Can I use SVC() as a base_estimtor for ensemble methods?
-
11-12-2020 - |
题
I am currently testing out a few different ensemble methods on my dataset. I've heard that you can also use support vector machines as base learners in boosting and bagging methods but I am not sure which methods allow it or not. In particular, e.g. for XGB i tried out trees and SVMs as base learners and got the exact same result for 5 different performance metrics which made me question the results and/or that the option can only take trees as base learners. I didn't find much info in the documentation or at least not in all of the documentations. I would be interested about AdaBoostClassifier(), BaggingClassifier() and XGBClassifier(). Does anybody know the details and whether or not I can use SVMs here as base learners?
解决方案
In short: Yes.
Conceptually, bagging and boosting are model-agnostic techniques, meaning that they work regardless of the learner.
Bagging essentially is the following:
- create multiple predictors (they can even be hard-coded!)
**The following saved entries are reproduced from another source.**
//! Entity repository seam and per-event write transactions.
//!
//! The backing store is an external collaborator: a keyed get/put
//! surface whose rows are schema-agnostic JSON values, applied one
//! atomic batch per event. Handlers never touch the repository
//! directly; they stage typed rows in an [`EventTxn`] and the whole
//! batch commits together or not at all, which is what makes
//! reprocessing idempotent.

use std::collections::BTreeMap;

use serde::Serialize;
use serde::de::DeserializeOwned;

use crate::entities::EntityKind;
use crate::error::IndexerError;

/// One staged or stored row.
pub type Row = serde_json::Value;

/// A full set of writes from one event.
#[derive(Debug, Default, Clone)]
pub struct WriteBatch {
    pub rows: BTreeMap<(EntityKind, String), Row>,
}

impl WriteBatch {
    pub fn is_empty(&self) -> bool {
        self.rows.is_empty()
    }

    pub fn len(&self) -> usize {
        self.rows.len()
    }
}

/// Idempotent keyed store. `load` and `apply` must be safe to call
/// repeatedly with identical arguments with no observable difference.
pub trait EntityRepository: Send + Sync {
    fn load(&self, kind: EntityKind, id: &str) -> Option<Row>;

    /// Apply every row of the batch, atomically.
    fn apply(&mut self, batch: WriteBatch) -> Result<(), IndexerError>;

    fn count(&self, kind: EntityKind) -> usize;
}

/// In-memory repository used by the replay runner and tests.
#[derive(Debug, Default)]
pub struct MemoryRepository {
    rows: BTreeMap<(EntityKind, String), Row>,
}

impl MemoryRepository {
    pub fn new() -> Self {
        Self::default()
    }

    /// Typed read, mostly for assertions.
    pub fn get<T: DeserializeOwned>(&self, kind: EntityKind, id: &str) -> Option<T> {
        self.rows
            .get(&(kind, id.to_string()))
            .and_then(|row| serde_json::from_value(row.clone()).ok())
    }

    pub fn ids(&self, kind: EntityKind) -> Vec<String> {
        self.rows
            .keys()
            .filter(|(k, _)| *k == kind)
            .map(|(_, id)| id.clone())
            .collect()
    }
}

impl EntityRepository for MemoryRepository {
    fn load(&self, kind: EntityKind, id: &str) -> Option<Row> {
        self.rows.get(&(kind, id.to_string())).cloned()
    }

    fn apply(&mut self, batch: WriteBatch) -> Result<(), IndexerError> {
        for (key, row) in batch.rows {
            self.rows.insert(key, row);
        }
        Ok(())
    }

    fn count(&self, kind: EntityKind) -> usize {
        self.rows.keys().filter(|(k, _)| *k == kind).count()
    }
}

/// Staged writes for one event, reading through to the repository.
///
/// Dropping the transaction without [`EventTxn::into_batch`] discards
/// every staged write. This is the event-abort path.
pub struct EventTxn<'r> {
    repo: &'r dyn EntityRepository,
    staged: BTreeMap<(EntityKind, String), Row>,
}

impl<'r> EventTxn<'r> {
    pub fn new(repo: &'r dyn EntityRepository) -> Self {
        Self {
            repo,
            staged: BTreeMap::new(),
        }
    }

    /// Load a row, preferring writes staged earlier in this event.
    /// Absence is not an error; it triggers creation at the caller.
    pub fn get<T: DeserializeOwned>(
        &self,
        kind: EntityKind,
        id: &str,
    ) -> Result<Option<T>, IndexerError> {
        let row = self
            .staged
            .get(&(kind, id.to_string()))
            .cloned()
            .or_else(|| self.repo.load(kind, id));
        match row {
            Some(row) => Ok(Some(serde_json::from_value(row)?)),
            None => Ok(None),
        }
    }

    pub fn put<T: Serialize>(
        &mut self,
        kind: EntityKind,
        id: &str,
        row: &T,
    ) -> Result<(), IndexerError> {
        self.staged
            .insert((kind, id.to_string()), serde_json::to_value(row)?);
        Ok(())
    }

    pub fn into_batch(self) -> WriteBatch {
        WriteBatch { rows: self.staged }
    }
}
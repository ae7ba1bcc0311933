//! Grid-to-GPS projection and bounding-box folding.
//!
//! A fixed linear projection maps cell indices to degrees: longitude
//! spans 360° across `lng_cells`, latitude 180° across `lat_cells`.
//! With the default power-of-two dimensions every projected value is
//! exact in decimal, so point ids are stable.

use rust_decimal::Decimal;

use crate::config::GridConfig;
use crate::coordinate::Coordinate;

/// A projected GPS position.
#[derive(Debug, Clone, Copy, PartialEq, Eq)]
pub struct GeoPos {
    pub lon: Decimal,
    pub lat: Decimal,
}

/// Longitude of vertical grid line `x`.
pub fn lon_of(x: u64, grid: &GridConfig) -> Decimal {
    (Decimal::from(x) * Decimal::from(360u32) / Decimal::from(grid.lng_cells)
        - Decimal::from(180u32))
    .normalize()
}

/// Latitude of horizontal grid line `y`.
pub fn lat_of(y: u64, grid: &GridConfig) -> Decimal {
    (Decimal::from(y) * Decimal::from(180u32) / Decimal::from(grid.lat_cells)
        - Decimal::from(90u32))
    .normalize()
}

/// The four GPS corners of a cell, in BL, BR, TR, TL order.
pub fn cell_corners(coord: Coordinate, grid: &GridConfig) -> [GeoPos; 4] {
    let (x, y) = (coord.x(), coord.y());
    let west = lon_of(x, grid);
    let east = lon_of(x + 1, grid);
    let south = lat_of(y, grid);
    let north = lat_of(y + 1, grid);
    [
        GeoPos { lon: west, lat: south },
        GeoPos { lon: east, lat: south },
        GeoPos { lon: east, lat: north },
        GeoPos { lon: west, lat: north },
    ]
}

/// Running axis-aligned min/max fold over projected points.
#[derive(Debug, Clone, Copy, PartialEq, Eq)]
pub struct BoundingBox {
    pub north: Decimal,
    pub south: Decimal,
    pub east: Decimal,
    pub west: Decimal,
}

impl BoundingBox {
    pub fn from_point(pos: GeoPos) -> Self {
        Self {
            north: pos.lat,
            south: pos.lat,
            east: pos.lon,
            west: pos.lon,
        }
    }

    pub fn include(&mut self, pos: GeoPos) {
        if pos.lon < self.west {
            self.west = pos.lon;
        }
        if pos.lon > self.east {
            self.east = pos.lon;
        }
        if pos.lat < self.south {
            self.south = pos.lat;
        }
        if pos.lat > self.north {
            self.north = pos.lat;
        }
    }

    /// Exterior ring of the rectangle, closed: W,S → E,S → E,N → W,N → W,S.
    pub fn ring(&self) -> [GeoPos; 5] {
        [
            GeoPos { lon: self.west, lat: self.south },
            GeoPos { lon: self.east, lat: self.south },
            GeoPos { lon: self.east, lat: self.north },
            GeoPos { lon: self.west, lat: self.north },
            GeoPos { lon: self.west, lat: self.south },
        ]
    }
}

/// Fold the visited-cell set into a bounding box.
///
/// All four corners of every cell feed the fold. A degenerate
/// single-cell parcel (no moves) collapses to a zero-area box at the
/// cell's southwest corner.
pub fn bounding_box_of(cells: &[Coordinate], grid: &GridConfig) -> Option<BoundingBox> {
    let (first, rest) = cells.split_first()?;

    if rest.is_empty() {
        return Some(BoundingBox::from_point(cell_corners(*first, grid)[0]));
    }

    let mut bbox: Option<BoundingBox> = None;
    for cell in cells {
        for corner in cell_corners(*cell, grid) {
            match bbox.as_mut() {
                Some(b) => b.include(corner),
                None => bbox = Some(BoundingBox::from_point(corner)),
            }
        }
    }
    bbox
}

/// Bounding box of a rectangle claim: `lng_count` × `lat_count` cells
/// northeast of the southwest cell `sw`.
pub fn rect_bounding_box(
    sw: Coordinate,
    lat_count: u64,
    lng_count: u64,
    grid: &GridConfig,
) -> BoundingBox {
    BoundingBox {
        west: lon_of(sw.x(), grid),
        south: lat_of(sw.y(), grid),
        east: lon_of(sw.x() + lng_count, grid),
        north: lat_of(sw.y() + lat_count, grid),
    }
}
//! Grid coordinate scalars and path traversal.
//!
//! A coordinate packs a 2D cell position into one unsigned scalar:
//! `x` in the high 32 bits, `y` in the low 32. The grid is toroidal:
//! stepping off an edge wraps to the opposite edge on that axis.

use alloy::primitives::U256;
use tracing::warn;

use crate::config::GridConfig;
use crate::path::{Direction, PathDecoder};

#[derive(Debug, Clone, Copy, PartialEq, Eq, Hash, PartialOrd, Ord)]
pub struct Coordinate(u64);

impl Coordinate {
    pub fn new(raw: u64) -> Self {
        Self(raw)
    }

    pub fn from_xy(x: u64, y: u64) -> Self {
        debug_assert!(
            x >> 32 == 0 && y >> 32 == 0,
            "cell position must fit 32 bits per axis"
        );
        Self((x << 32) | y)
    }

    pub fn raw(&self) -> u64 {
        self.0
    }

    pub fn x(&self) -> u64 {
        self.0 >> 32
    }

    pub fn y(&self) -> u64 {
        self.0 & 0xFFFF_FFFF
    }

    /// Entity id: decimal string of the scalar.
    pub fn id(&self) -> String {
        self.0.to_string()
    }

    /// Step one cell in `dir`, wrapping at the configured edges.
    pub fn traverse(self, dir: Direction, grid: &GridConfig) -> Coordinate {
        let (x, y) = (self.x(), self.y());
        let (x, y) = match dir {
            Direction::North => (x, (y + 1) % grid.lat_cells),
            Direction::South => (x, (y + grid.lat_cells - 1) % grid.lat_cells),
            Direction::East => ((x + 1) % grid.lng_cells, y),
            Direction::West => ((x + grid.lng_cells - 1) % grid.lng_cells, y),
        };
        Coordinate::from_xy(x, y)
    }
}

/// Result of walking a parcel's encoded path.
#[derive(Debug, Clone, PartialEq, Eq)]
pub struct TraversalOutcome {
    /// Visited cells in emission order, origin first. Ordering defines
    /// the exterior-ring order of the resulting geometry.
    pub cells: Vec<Coordinate>,
    /// True if the step cap was hit before the path was exhausted.
    pub truncated: bool,
}

/// Walk the encoded path from `origin`, emitting each visited cell.
///
/// An empty run list (or a zero-valued first run and nothing after it)
/// yields exactly the origin. `max_steps` bounds the emitted cell count
/// so malformed path data cannot hang the process; the partial result
/// is returned flagged instead.
pub fn traverse_path(
    origin: Coordinate,
    runs: &[U256],
    grid: &GridConfig,
    max_steps: usize,
) -> TraversalOutcome {
    let mut cells = vec![origin];
    let mut current = origin;
    let mut truncated = false;

    for dir in PathDecoder::new(runs) {
        if cells.len() >= max_steps {
            warn!(
                origin = origin.raw(),
                max_steps, "path traversal exceeded step cap, truncating geometry"
            );
            truncated = true;
            break;
        }
        current = current.traverse(dir, grid);
        cells.push(current);
    }

    TraversalOutcome { cells, truncated }
}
- gather predictions from the learners and come up with a prediction
Boosting can be seen as:
- train a predictor
- find where the predictor makes mistakes
- put more emphasis on these mistakes
- repeat until satisfactory
Regarding the specific Sklearn implementations, here are the base learners that you can use:
- AdaBoostClassifier()
The documentation says Support for sample weighting is required, as well as proper classes_ and n_classes_ attributes
.
This means that you can use all models that can give weight to your samples as part of the learning process (KNN, SVM, etc.)
- BaggingClassifier()
This is a simple bagging strategy, so all estimators can be used here.
- GradientBoostingClassifier()
This requires that your learners are differentiable so that the gradient can be computed. Generally, this technique is specific for tree learning.